Improving patient and family satisfaction is on the minds of hospitals and health system leaders across the country, and, according to one study, developing more flexible visitation policies that focus on individual patient needs is a smart place to begin.

The recent article, “Satisfaction With Elimination of all Visitation Restrictions in a Mixed-Profile Intensive Care Unit,” published in the January issue of American Journal of Critical Care found that eliminating the smallest of visitation restrictions led to improved family satisfaction and better nursing perceptions of family satisfaction during the visit.

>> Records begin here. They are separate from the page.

impl<N, A, S> Actor<N, A, S>
where
    N: NavigationProvider,
    A: AnimationController,
    S: StatsProvider,
{
    /// Start a walk.
    ///
    /// Any previous session is replaced and its task canceled, as are a
    /// pending emote task and a parked walk task.
    ///
    /// # Errors
    ///
    /// Returns an error if the command is malformed, the actor has no
    /// navigation agent, no path can be planned, or the sequence cannot
    /// play. `task` has been canceled in every error case.
    pub fn walk(&mut self, command: WalkCommand, task: TaskHandle) -> Result<(), MovementError> {
        let mut task = TaskSlot::from(task);

        let command = match command.validated() {
            Ok(command) => command,
            Err(err) => {
                warn!(actor = %self.id, %err, "walk command refused");
                task.cancel();
                return Err(err);
            }
        };

        let Some(navigation) = self.navigation.as_mut() else {
            warn!(actor = %self.id, "walk without navigation agent");
            task.cancel();
            return Err(MovementError::NavigationUnavailable(self.id));
        };

        if !command.flags().contains(WalkFlags::FLYING) {
            let planned = match *command.mode() {
                MovementMode::MoveTo { target } | MovementMode::ToTarget { target, .. } => {
                    Some((target, navigation.path_to(target)))
                }
                MovementMode::FromTarget { target, distance } => {
                    Some((target, navigation.path_away_from(target, distance)))
                }
                MovementMode::None | MovementMode::Direction(_) => None,
            };
            if let Some((target, false)) = planned {
                warn!(actor = %self.id, ?target, "no path for walk");
                task.cancel();
                return Err(MovementError::NoPath {
                    actor: self.id,
                    target,
                });
            }
        }

        let (mode, sequence, speed_override, flags) = command.into_parts();
        self.start_walking(mode, sequence, speed_override, flags, task)
    }

    fn start_walking(
        &mut self,
        mode: MovementMode,
        sequence: String,
        speed_override: f32,
        flags: WalkFlags,
        mut task: TaskSlot,
    ) -> Result<(), MovementError> {
        let sequence = if sequence.is_empty() {
            self.config.default_sequence.clone()
        } else {
            sequence
        };
        let gait = if self.config.is_walking_sequence(&sequence) {
            self.metadata.walk_speed
        } else {
            self.metadata.run_speed
        };

        self.movement.emote_task.cancel();
        self.movement.parked_walk_task.cancel();
        std::mem::take(&mut self.movement.session).task.cancel();

        let speed = movement_speed(
            self.stats.movement_speed(),
            speed_override,
            gait,
            self.config.speed_divisor,
        );

        let already_playing = self
            .animation
            .playing_sequence()
            .is_some_and(|playing| playing.name == sequence);
        if !already_playing
            && !self.animation.try_play_sequence(
                &sequence,
                self.metadata.animation_speed * speed,
                AnimationCategory::Misc,
            )
        {
            warn!(actor = %self.id, %sequence, "walk sequence unavailable");
            task.cancel();
            self.idle();
            return Err(MovementError::SequenceUnavailable { sequence });
        }

        let playing = self.animation.playing_sequence().cloned();
        let locomotion = Locomotion::select(&mode, flags, playing.is_some());
        let heading = match mode {
            MovementMode::Direction(direction) => direction,
            _ => Vec3::ZERO,
        };

        self.movement.session = WalkSession {
            mode,
            locomotion,
            flags,
            heading,
            segment: None,
            sequence: playing.clone(),
            speed_override,
            gait,
            speed,
            task,
        };
        self.movement.state_sequence = playing;
        self.movement.state = ActorState::Walk;

        debug!(actor = %self.id, ?mode, ?locomotion, speed, %sequence, "walk started");
        Ok(())
    }

    /// Stop moving.
    ///
    /// Replaces the session with the empty one, cancels every outstanding
    /// task and plays the idle sequence if it is not already playing.
    pub fn idle(&mut self) {
        std::mem::take(&mut self.movement.session).task.cancel();
        self.movement.parked_walk_task.cancel();
        self.movement.emote_task.cancel();
        self.movement.state = ActorState::Idle;
        self.movement.state_sequence = None;
        self.body.velocity = Vec3::ZERO;

        let idle_sequence = &self.config.idle_sequence;
        let already_playing = self
            .animation
            .playing_sequence()
            .is_some_and(|playing| &playing.name == idle_sequence);
        if !already_playing
            && !self.animation.try_play_sequence(
                idle_sequence,
                self.metadata.animation_speed,
                AnimationCategory::Misc,
            )
        {
            trace!(actor = %self.id, sequence = %idle_sequence, "idle sequence unavailable");
        }
    }

    /// Advance the active walk by `delta`.
    ///
    /// Does nothing unless the actor is walking, has a navigation agent and
    /// `delta` is non-zero.
    pub fn tick(&mut self, delta: Duration) {
        if self.movement.state != ActorState::Walk {
            return;
        }
        let delta = delta.as_secs_f32();
        if delta <= 0.0 || self.movement.session.mode == MovementMode::None {
            return;
        }
        let Some(navigation) = self.navigation.as_mut() else {
            trace!(actor = %self.id, "tick skipped without navigation agent");
            return;
        };

        let session = &mut self.movement.session;
        session.speed = movement_speed(
            self.stats.movement_speed(),
            session.speed_override,
            session.gait,
            self.config.speed_divisor,
        );

        let progress = match session.locomotion {
            Locomotion::Steer => steer::advance(&mut self.body, navigation, session, delta),
            Locomotion::PathFollow => {
                path::advance(&mut self.body, navigation, session, delta, &self.config)
            }
            Locomotion::Flight => flight::advance(&mut self.body, navigation, session, delta),
        };

        trace!(
            actor = %self.id,
            position = ?self.body.position,
            velocity = ?self.body.velocity,
            "movement tick"
        );

        match progress {
            Progress::Moving => {}
            Progress::Arrived => {
                debug!(actor = %self.id, position = ?self.body.position, "walk arrived");
                self.movement.session.task.complete();
                self.idle();
            }
            Progress::Exhausted => {
                debug!(actor = %self.id, position = ?self.body.position, "path exhausted");
                self.movement.session.task.cancel();
                self.idle();
            }
        }
    }

    /// React to a keyframe event raised by the animation controller.
    ///
    /// Only `"end"` is handled: a walk loops its sequence, an emote finishes
    /// and returns the actor to idle, and in every state a parked walk task
    /// is canceled.
    pub fn handle_event(&mut self, name: &str) {
        if name != END_KEYFRAME {
            return;
        }

        match self.movement.state {
            ActorState::Walk => {
                let Some(sequence) = self.movement.state_sequence.as_ref() else {
                    return;
                };
                let rate = self.metadata.animation_speed * self.movement.session.speed;
                if !self
                    .animation
                    .try_play_sequence(&sequence.name, rate, AnimationCategory::Misc)
                {
                    warn!(
                        actor = %self.id,
                        sequence = %sequence.name,
                        "walk sequence did not loop"
                    );
                }
            }
            ActorState::Emote => {
                self.movement.parked_walk_task.cancel();
                self.movement.emote_task.complete();
                debug!(actor = %self.id, "emote finished");
                self.idle();
            }
            ActorState::Idle => {
                self.movement.parked_walk_task.cancel();
            }
        }
    }

    /// Play a one-shot action.
    ///
    /// A running walk is stopped and its task parked until the next `"end"`
    /// keyframe, [`idle`](Self::idle) or walk. `task` completes when the
    /// action's sequence ends.
    ///
    /// # Errors
    ///
    /// Returns [`MovementError::SequenceUnavailable`] and cancels `task` if
    /// the sequence cannot play; the current walk is left untouched.
    pub fn emote(&mut self, sequence: &str, task: TaskHandle) -> Result<(), MovementError> {
        let mut task = TaskSlot::from(task);

        if !self.animation.try_play_sequence(
            sequence,
            self.metadata.animation_speed,
            AnimationCategory::Emotion,
        ) {
            warn!(actor = %self.id, %sequence, "emote sequence unavailable");
            task.cancel();
            return Err(MovementError::SequenceUnavailable {
                sequence: sequence.to_string(),
            });
        }

        let interrupted = std::mem::take(&mut self.movement.session);
        self.movement.parked_walk_task.cancel();
        self.movement.parked_walk_task = interrupted.task;
        self.movement.emote_task.cancel();
        self.movement.emote_task = task;
        self.movement.state = ActorState::Emote;
        self.movement.state_sequence = self.animation.playing_sequence().cloned();
        self.body.velocity = Vec3::ZERO;

        debug!(actor = %self.id, %sequence, "emote started");
        Ok(())
    }

    /// Move the target of the active walk and re-plan its path.
    ///
    /// # Errors
    ///
    /// - [`MovementError::InvalidCommand`] for a non-finite target
    /// - [`MovementError::NotWalking`] without a targeted walk
    /// - [`MovementError::NavigationUnavailable`] without a navigation agent
    /// - [`MovementError::NoPath`] if re-planning fails; the walk is then
    ///   canceled and the actor goes idle
    ///
    /// Only the last case touches the session.
    pub fn retarget(&mut self, target: Vec3) -> Result<(), MovementError> {
        if !target.is_finite() {
            return Err(MovementError::InvalidCommand("target must be finite"));
        }
        if !self.movement.is_moving_to_target() {
            return Err(MovementError::NotWalking(self.id));
        }
        let Some(navigation) = self.navigation.as_mut() else {
            return Err(MovementError::NavigationUnavailable(self.id));
        };

        let session = &mut self.movement.session;
        session.retarget(target);
        let planned = match (session.locomotion, session.mode) {
            (Locomotion::Flight, _) => true,
            (_, MovementMode::FromTarget { target, distance }) => {
                navigation.path_away_from(target, distance)
            }
            _ => navigation.path_to(target),
        };

        if !planned {
            warn!(actor = %self.id, ?target, "no path after retarget");
            self.idle();
            return Err(MovementError::NoPath {
                actor: self.id,
                target,
            });
        }
        trace!(actor = %self.id, ?target, "walk retargeted");
        Ok(())
    }

    /// Returns `true` while walking toward, to or away from a target.
    #[must_use]
    pub fn is_moving_to_target(&self) -> bool {
        self.movement.is_moving_to_target()
    }
}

The study, led by Diane Chapman, R.N., surveyed 103 family members (50 before and 53 after the change in visitation policy) and 128 nurses (61 before and 67 after the change in policy) in an intensive care unit at Intermountain Medical Center, Murray, Utah. 

“Families were delighted with the greater accessibility to their loved ones,” says Samuel Brown, M.D., director of Intermountain’s Center for Humanizing Critical Care.

While the old visitation policy only prevented visits during a 90-minute window, during the period nurses changed shifts, nurses were noticing many tired and upset families who had just got off work and wanted to comfort loved ones instead of having to comfort one another in the waiting room. The new policy has no restrictions, welcoming visitors at all times, limited solely by patient preference and clinical status.

The findings were overwhelmingly positive. Researchers noted the new open-door visitation policy improved overall family satisfaction with visiting hours as well as fostering a more positive experience in waiting rooms. Nurses were able to notice a positive upswing in visitor satisfaction and reported no decrease in their own satisfaction.

“The waiting room used to be a place families were shuffled into, but now it can become a place to clear your head,” says Brown.

Many hospitals are beginning to rethink their dated visitation policies, moving toward a more patient-friendly, open visitation system. With no new risk found in the study, the argument for open visitation is hard to ignore.

“I see hospitals moving toward the morally correct choice,” says Brown. “More and more hospitals are realizing we can’t keep excluding the loved ones of our patients. It’s a delicate time for people.”